Formerly, the lack of any opclasses that could accept such data was enough
of a defense, but now with a "record" opclass we need to check more carefully.
(You can still use that opclass for an index, but you have to store a named
composite type not an anonymous one.)
Tom Lane [Tue, 14 Oct 2008 21:39:41 +0000 (21:39 +0000)]
Update citext expected output for recent change in error message location
pointers. This is only a whitespace change, which ought to be ignored
by regression testing, but for some reason buildfarm member spoonbill
doesn't like it.
Tom Lane [Tue, 14 Oct 2008 17:12:33 +0000 (17:12 +0000)]
Extend the date type to support infinity and -infinity, analogously to
the timestamp types. Turns out this doesn't even reduce the available
range of dates, since the restriction to dates that work for Julian-date
arithmetic is much tighter than the int32 range anyway. Per a longstanding
TODO item.
Fix oversight in the relation forks patch: forgot to copy fork number to
fsync requests. This should fix the installcheck failure of the buildfarm
member "kudu".
Tom Lane [Tue, 14 Oct 2008 00:41:35 +0000 (00:41 +0000)]
Add docs and regression test about sorting the output of a recursive query in
depth-first search order. Upon close reading of SQL:2008, it seems that the
spec's SEARCH DEPTH FIRST and SEARCH BREADTH FIRST options do not actually
guarantee any particular result order: what they do is provide a constructed
column that the user can then sort on in the outer query.
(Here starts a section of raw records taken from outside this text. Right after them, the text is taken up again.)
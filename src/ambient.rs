//! Floating mesh field.
//!
//! A small fixed set of geometric instances (octahedra, tetrahedra,
//! icosahedra, tori, boxes) that spin, bob and drift sideways, wrapping at
//! the edges of the view while the whole scene turns slowly around y.
//!
//! | Parameter | Default |
//! |-----------|---------|
//! | instances | 25 |
//! | spawn box | ±17.5 × ±12.5 × ±10 |
//! | spin per tick | ±0.01, ±0.01, ±0.005 |
//! | float speed | 0.005–0.015 |
//! | wireframe | 50%, opacity 0.4 (solid 0.3) |
//! | wrap | \|x\| > 20, \|y\| > 15 |

use std::f32::consts::{PI, TAU};

use glam::{EulerRot, Mat4, Quat, Vec3};
use rand::Rng;
use serde::{Deserialize, Serialize};

use crate::palette::ColorPair;

/// Geometry of a mesh instance.
#[derive(Debug, Clone, Copy, PartialEq, Eq, Hash, Serialize, Deserialize)]
#[serde(rename_all = "snake_case")]
pub enum MeshKind {
    Octahedron,
    Tetrahedron,
    Icosahedron,
    Torus,
    Box,
}

impl MeshKind {
    pub const ALL: [MeshKind; 5] =
        [MeshKind::Octahedron, MeshKind::Tetrahedron, MeshKind::Icosahedron, MeshKind::Torus, MeshKind::Box];

    /// Index used by GPU instance records.
    pub fn index(&self) -> u32 {
        *self as u32
    }

    /// Edge list in local space, sized like the decorative meshes.
    pub fn edges(&self) -> Vec<[Vec3; 2]> {
        match self {
            MeshKind::Octahedron => {
                let r = 0.5;
                let axes = [Vec3::X, -Vec3::X, Vec3::Y, -Vec3::Y, Vec3::Z, -Vec3::Z].map(|v| v * r);
                edges_at_distance(&axes, r * std::f32::consts::SQRT_2)
            }
            MeshKind::Tetrahedron => {
                let s = 0.6 / 3f32.sqrt();
                let verts = [
                    Vec3::new(1.0, 1.0, 1.0) * s,
                    Vec3::new(-1.0, -1.0, 1.0) * s,
                    Vec3::new(-1.0, 1.0, -1.0) * s,
                    Vec3::new(1.0, -1.0, -1.0) * s,
                ];
                edges_at_distance(&verts, verts[0].distance(verts[1]))
            }
            MeshKind::Icosahedron => {
                let phi = (1.0 + 5f32.sqrt()) * 0.5;
                let scale = 0.5 / (1.0 + phi * phi).sqrt();
                let mut verts = Vec::with_capacity(12);
                for a in [-1.0, 1.0] {
                    for b in [-phi, phi] {
                        verts.push(Vec3::new(0.0, a, b) * scale);
                        verts.push(Vec3::new(a, b, 0.0) * scale);
                        verts.push(Vec3::new(b, 0.0, a) * scale);
                    }
                }
                edges_at_distance(&verts, 2.0 * scale)
            }
            MeshKind::Torus => {
                let (major, minor) = (0.4, 0.15);
                let (rings, sides) = (16, 8);
                let point = |i: usize, j: usize| {
                    let u = i as f32 / rings as f32 * TAU;
                    let v = j as f32 / sides as f32 * TAU;
                    let r = major + minor * v.cos();
                    Vec3::new(r * u.cos(), r * u.sin(), minor * v.sin())
                };
                let mut edges = Vec::with_capacity(rings * sides * 2);
                for i in 0..rings {
                    for j in 0..sides {
                        edges.push([point(i, j), point((i + 1) % rings, j)]);
                        edges.push([point(i, j), point(i, (j + 1) % sides)]);
                    }
                }
                edges
            }
            MeshKind::Box => {
                let h = 0.3;
                let mut corners = Vec::with_capacity(8);
                for x in [-h, h] {
                    for y in [-h, h] {
                        for z in [-h, h] {
                            corners.push(Vec3::new(x, y, z));
                        }
                    }
                }
                edges_at_distance(&corners, 2.0 * h)
            }
        }
    }
}

/// Every vertex pair exactly `length` apart (within tolerance).
fn edges_at_distance(verts: &[Vec3], length: f32) -> Vec<[Vec3; 2]> {
    let mut edges = Vec::new();
    for i in 0..verts.len() {
        for j in (i + 1)..verts.len() {
            if (verts[i].distance(verts[j]) - length).abs() < 1e-3 {
                edges.push([verts[i], verts[j]]);
            }
        }
    }
    edges
}

/// One floating mesh.
#[derive(Debug, Clone, PartialEq)]
pub struct MeshInstance {
    pub kind: MeshKind,
    pub position: Vec3,
    /// Euler angles (x, y, z) in radians.
    pub rotation: Vec3,
    pub spin: Vec3,
    pub float_speed: f32,
    pub float_offset: f32,
    pub color: Vec3,
    pub wireframe: bool,
    pub opacity: f32,
}

impl MeshInstance {
    pub fn model_matrix(&self) -> Mat4 {
        let rotation = Quat::from_euler(EulerRot::XYZ, self.rotation.x, self.rotation.y, self.rotation.z);
        Mat4::from_rotation_translation(rotation, self.position)
    }
}

/// Mesh field tuning.
#[derive(Debug, Clone, PartialEq, Serialize, Deserialize)]
#[serde(default)]
pub struct AmbientConfig {
    pub count: usize,
    /// Half extents of the spawn box.
    pub spawn_extent: Vec3,
    /// Maximum spin per tick on each axis.
    pub max_spin: Vec3,
    pub float_speed: (f32, f32),
    /// Sideways drift per tick.
    pub sway: f32,
    pub wireframe_chance: f32,
    pub wireframe_opacity: f32,
    pub solid_opacity: f32,
    /// Wrap limits on |x| and |y|.
    pub wrap_x: f32,
    pub wrap_y: f32,
    /// Field time advance per tick.
    pub time_step: f32,
    /// Whole-scene y rotation per tick.
    pub scene_spin: f32,
}

impl Default for AmbientConfig {
    fn default() -> Self {
        Self {
            count: 25,
            spawn_extent: Vec3::new(17.5, 12.5, 10.0),
            max_spin: Vec3::new(0.01, 0.01, 0.005),
            float_speed: (0.005, 0.015),
            sway: 0.01,
            wireframe_chance: 0.5,
            wireframe_opacity: 0.4,
            solid_opacity: 0.3,
            wrap_x: 20.0,
            wrap_y: 15.0,
            time_step: 0.01,
            scene_spin: 0.0002,
        }
    }
}

/// The animated set of mesh instances.
#[derive(Debug, Clone)]
pub struct AmbientField {
    config: AmbientConfig,
    instances: Vec<MeshInstance>,
    time: f32,
    scene_rotation: f32,
}

impl AmbientField {
    pub fn new<R: Rng + ?Sized>(config: AmbientConfig, colors: ColorPair, rng: &mut R) -> Self {
        let instances = (0..config.count)
            .map(|_| {
                let kind = MeshKind::ALL[rng.gen_range(0..MeshKind::ALL.len())];
                let wireframe = rng.gen::<f32>() < config.wireframe_chance;
                let signed = |rng: &mut R| rng.gen::<f32>() * 2.0 - 1.0;
                MeshInstance {
                    kind,
                    position: Vec3::new(signed(rng), signed(rng), signed(rng)) * config.spawn_extent,
                    rotation: Vec3::ZERO,
                    spin: Vec3::new(signed(rng), signed(rng), signed(rng)) * config.max_spin,
                    float_speed: rng.gen_range(config.float_speed.0..=config.float_speed.1),
                    float_offset: rng.gen_range(0.0..TAU),
                    color: colors.sample(rng),
                    wireframe,
                    opacity: if wireframe { config.wireframe_opacity } else { config.solid_opacity },
                }
            })
            .collect();
        Self { config, instances, time: 0.0, scene_rotation: 0.0 }
    }

    pub fn instances(&self) -> &[MeshInstance] {
        &self.instances
    }

    /// Whole-scene rotation around y in radians.
    pub fn scene_rotation(&self) -> f32 {
        self.scene_rotation
    }

    /// Advance one tick. `k` is the frame scale (`dt · 60`).
    pub fn update(&mut self, k: f32) {
        let cfg = &self.config;
        self.time += cfg.time_step * k;
        let time = self.time;
        for mesh in &mut self.instances {
            mesh.rotation += mesh.spin * k;
            mesh.position.y += (time + mesh.float_offset).sin() * mesh.float_speed * k;
            mesh.position.x += (time * 0.5 + mesh.float_offset).cos() * cfg.sway * k;

            if mesh.position.y > cfg.wrap_y {
                mesh.position.y = -cfg.wrap_y;
            } else if mesh.position.y < -cfg.wrap_y {
                mesh.position.y = cfg.wrap_y;
            }
            if mesh.position.x > cfg.wrap_x {
                mesh.position.x = -cfg.wrap_x;
            } else if mesh.position.x < -cfg.wrap_x {
                mesh.position.x = cfg.wrap_x;
            }
        }
        self.scene_rotation = (self.scene_rotation + cfg.scene_spin * k) % (2.0 * PI);
    }

    /// Redraw every instance colour from `colors`.
    pub fn recolor<R: Rng + ?Sized>(&mut self, colors: ColorPair, rng: &mut R) {
        for mesh in &mut self.instances {
            mesh.color = colors.sample(rng);
        }
    }

    /// Scene matrix applied on top of each instance's model matrix.
    pub fn scene_matrix(&self) -> Mat4 {
        Mat4::from_rotation_y(self.scene_rotation)
    }
}

#[cfg(test)]
mod tests {
    use super::*;
    use crate::palette::DEFAULT_PALETTES;
    use rand::rngs::SmallRng;
    use rand::SeedableRng;

    #[test]
    fn test_edge_counts() {
        assert_eq!(MeshKind::Octahedron.edges().len(), 12);
        assert_eq!(MeshKind::Tetrahedron.edges().len(), 6);
        assert_eq!(MeshKind::Icosahedron.edges().len(), 30);
        assert_eq!(MeshKind::Box.edges().len(), 12);
        assert_eq!(MeshKind::Torus.edges().len(), 256);
    }

    #[test]
    fn test_spawn_within_box_with_opacity_rule() {
        let mut rng = SmallRng::seed_from_u64(41);
        let field = AmbientField::new(AmbientConfig::default(), DEFAULT_PALETTES[0], &mut rng);
        assert_eq!(field.instances().len(), 25);
        for mesh in field.instances() {
            assert!(mesh.position.abs().cmple(Vec3::new(17.5, 12.5, 10.0)).all());
            assert!(mesh.spin.abs().cmple(Vec3::new(0.01, 0.01, 0.005)).all());
            let expected = if mesh.wireframe { 0.4 } else { 0.3 };
            assert_eq!(mesh.opacity, expected);
        }
    }

    #[test]
    fn test_update_wraps_and_spins_scene() {
        let mut rng = SmallRng::seed_from_u64(42);
        let mut field = AmbientField::new(AmbientConfig::default(), DEFAULT_PALETTES[1], &mut rng);
        field.instances[0].position = Vec3::new(25.0, -16.0, 0.0);
        field.update(1.0);
        let p = field.instances()[0].position;
        assert_eq!(p.x, -20.0);
        assert_eq!(p.y, 15.0);
        assert!((field.scene_rotation() - 0.0002).abs() < 1e-7);
    }
}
So this is actually
just as much functionality ...
Tom Lane [Mon, 13 Oct 2008 16:25:20 +0000 (16:25 +0000)]
Implement comparison of generic records (composite types), and invent a
pseudo-type record[] to represent arrays of possibly-anonymous composite
types. Since composite datums carry their own type identification, no
extra knowledge is needed at the array level.
The main reason for doing this right now is that it is necessary to support
the general case of detection of cycles in recursive queries: if you need to
compare more than one column to detect a cycle, you need to compare a ROW()
to an array built from ROW()s, at least if you want to do it as the spec
suggests. Add some documentation and regression tests concerning the cycle
detection issue.
Tom Lane [Mon, 13 Oct 2008 00:41:41 +0000 (00:41 +0000)]
Fix corner case wherein a WorkTableScan node could get initialized before the
RecursiveUnion to which it refers. It turns out that we can just postpone the
relevant initialization steps until the first exec call for the node, by which
time the ancestor node must surely be initialized. Per report from Greg Stark.
Tom Lane [Fri, 10 Oct 2008 13:48:05 +0000 (13:48 +0000)]
Fix omission of DiscardStmt in GetCommandLogLevel, per report from Hubert
Depesz Lubaczewski. In HEAD, also move a couple of other cases to make the
code ordering match up with ProcessUtility.
Tom Lane [Thu, 9 Oct 2008 19:27:40 +0000 (19:27 +0000)]
Improve the recently-added code for inlining set-returning functions so that
it can handle functions returning setof record. The case was left undone
originally, but it turns out to be simple to fix.